◆ **Problem statement**:
In the records below, find each line containing the word "genre" and copy it.

◆ **Input material**:
//! Handlers for the `/timeline-events` resource.

use axum::extract::{Path, Query, State};
use axum::http::StatusCode;
use axum::Json;
use ecv_core::types::DbId;
use ecv_db::models::timeline_event::{CreateTimelineEvent, TimelineEvent, UpdateTimelineEvent};
use ecv_db::repositories::TimelineEventRepo;

use crate::error::{AppError, AppResult};
use crate::extract::{ValidatedJson, ValidatedPatch};
use crate::query::ArtistScope;
use crate::state::AppState;

/// GET /api/timeline-events?artistId=
pub async fn list(
    State(state): State<AppState>,
    Query(scope): Query<ArtistScope>,
) -> AppResult<Json<Vec<TimelineEvent>>> {
    let events = TimelineEventRepo::list_by_artist(&state.pool, scope.require()?).await?;
    Ok(Json(events))
}

/// GET /api/timeline-events/{id}
pub async fn get_by_id(
    State(state): State<AppState>,
    Path(id): Path<DbId>,
) -> AppResult<Json<TimelineEvent>> {
    let event = TimelineEventRepo::find_by_id(&state.pool, &id)
        .await?
        .ok_or_else(|| AppError::not_found("Timeline event", id))?;
    Ok(Json(event))
}

/// POST /api/timeline-events
pub async fn create(
    State(state): State<AppState>,
    ValidatedJson(input): ValidatedJson<CreateTimelineEvent>,
) -> AppResult<(StatusCode, Json<TimelineEvent>)> {
    let event = TimelineEventRepo::create(&state.pool, &input).await?;
    Ok((StatusCode::CREATED, Json(event)))
}

/// PATCH /api/timeline-events/{id}
pub async fn update(
    State(state): State<AppState>,
    Path(id): Path<DbId>,
    ValidatedPatch(input): ValidatedPatch<UpdateTimelineEvent>,
) -> AppResult<Json<TimelineEvent>> {
    let event = TimelineEventRepo::update(&state.pool, &id, &input)
        .await?
        .ok_or_else(|| AppError::not_found("Timeline event", id))?;
    Ok(Json(event))
}

/// DELETE /api/timeline-events/{id}
pub async fn delete(State(state): State<AppState>, Path(id): Path<DbId>) -> AppResult<StatusCode> {
    TimelineEventRepo::delete(&state.pool, &id).await?;
    Ok(StatusCode::NO_CONTENT)
}
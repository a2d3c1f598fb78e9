//! Artist entity model and DTOs.

use ecv_core::artist::validate_status;
use ecv_core::patch;
use ecv_core::schema::PayloadFields;
use ecv_core::types::{AttributeMap, DbId, Timestamp};
use serde::{Deserialize, Serialize};
use sqlx::types::Json;
use sqlx::FromRow;
use validator::Validate;

/// An artist row from the `artists` table.
#[derive(Debug, Clone, FromRow, Serialize)]
#[serde(rename_all = "camelCase")]
pub struct Artist {
    pub id: DbId,
    pub name: String,
    pub genre: String,
    pub platform: String,
    pub followers: i32,
    /// Energy / creativity / vibe scores, stored free-form.
    pub ecv_dna: Option<Json<AttributeMap>>,
    /// Physical and stylistic traits, optionally filled from image analysis.
    pub dna: Option<Json<AttributeMap>>,
    pub status: String,
    pub created_at: Timestamp,
}

/// DTO for creating a new artist.
#[derive(Debug, Clone, Deserialize, Validate)]
#[serde(rename_all = "camelCase")]
pub struct CreateArtist {
    pub name: String,
    pub genre: String,
    pub platform: String,
    /// Defaults to 0 if omitted.
    #[validate(range(min = 0, message = "must be zero or greater"))]
    pub followers: Option<i32>,
    pub ecv_dna: Option<AttributeMap>,
    pub dna: Option<AttributeMap>,
    /// Defaults to `active` if omitted.
    #[validate(custom(function = "validate_status"))]
    pub status: Option<String>,
}

impl PayloadFields for CreateArtist {
    const REQUIRED: &'static [&'static str] = &["name", "genre", "platform"];
}

/// DTO for updating an existing artist. All fields are optional.
#[derive(Debug, Clone, Default, Deserialize, Validate)]
#[serde(rename_all = "camelCase")]
pub struct UpdateArtist {
    #[serde(default, deserialize_with = "patch::not_null")]
    pub name: Option<String>,
    #[serde(default, deserialize_with = "patch::not_null")]
    pub genre: Option<String>,
    #[serde(default, deserialize_with = "patch::not_null")]
    pub platform: Option<String>,
    #[validate(range(min = 0, message = "must be zero or greater"))]
    #[serde(default, deserialize_with = "patch::not_null")]
    pub followers: Option<i32>,
    #[serde(default, deserialize_with = "patch::nullable")]
    pub ecv_dna: Option<Option<AttributeMap>>,
    #[serde(default, deserialize_with = "patch::nullable")]
    pub dna: Option<Option<AttributeMap>>,
    #[validate(custom(function = "validate_status"))]
    #[serde(default, deserialize_with = "patch::not_null")]
    pub status: Option<String>,
}

impl PayloadFields for UpdateArtist {}
//! Handlers for the `/reality-relationships` resource.

use axum::extract::{Path, Query, State};
use axum::http::StatusCode;
use axum::Json;
use ecv_core::types::DbId;
use ecv_db::models::reality_relationship::{
    CreateRealityRelationship, RealityRelationship, UpdateRealityRelationship,
};
use ecv_db::repositories::RealityRelationshipRepo;

use crate::error::{AppError, AppResult};
use crate::extract::{ValidatedJson, ValidatedPatch};
use crate::query::ArtistScope;
use crate::state::AppState;

/// GET /api/reality-relationships[?artistId=]
///
/// With `artistId`, only edges whose source node belongs to the artist.
pub async fn list(
    State(state): State<AppState>,
    Query(scope): Query<ArtistScope>,
) -> AppResult<Json<Vec<RealityRelationship>>> {
    let relationships = RealityRelationshipRepo::list(&state.pool, scope.optional()).await?;
    Ok(Json(relationships))
}

/// GET /api/reality-relationships/{id}
pub async fn get_by_id(
    State(state): State<AppState>,
    Path(id): Path<DbId>,
) -> AppResult<Json<RealityRelationship>> {
    let relationship = RealityRelationshipRepo::find_by_id(&state.pool, &id)
        .await?
        .ok_or_else(|| AppError::not_found("Reality relationship", id))?;
    Ok(Json(relationship))
}

/// POST /api/reality-relationships
///
/// Endpoint ids are not checked here; an unknown node fails on the foreign
/// key and surfaces as a 500.
pub async fn create(
    State(state): State<AppState>,
    ValidatedJson(input): ValidatedJson<CreateRealityRelationship>,
) -> AppResult<(StatusCode, Json<RealityRelationship>)> {
    let relationship = RealityRelationshipRepo::create(&state.pool, &input).await?;
    Ok((StatusCode::CREATED, Json(relationship)))
}

/// PATCH /api/reality-relationships/{id}
pub async fn update(
    State(state): State<AppState>,
    Path(id): Path<DbId>,
    ValidatedPatch(input): ValidatedPatch<UpdateRealityRelationship>,
) -> AppResult<Json<RealityRelationship>> {
    let relationship = RealityRelationshipRepo::update(&state.pool, &id, &input)
        .await?
        .ok_or_else(|| AppError::not_found("Reality relationship", id))?;
    Ok(Json(relationship))
}

/// DELETE /api/reality-relationships/{id}
pub async fn delete(State(state): State<AppState>, Path(id): Path<DbId>) -> AppResult<StatusCode> {
    RealityRelationshipRepo::delete(&state.pool, &id).await?;
    Ok(StatusCode::NO_CONTENT)
}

◆ **Task result**:
    pub genre: String,
    pub genre: String,
    const REQUIRED: &'static [&'static str] = &["name", "genre", "platform"];
    pub genre: Option<String>,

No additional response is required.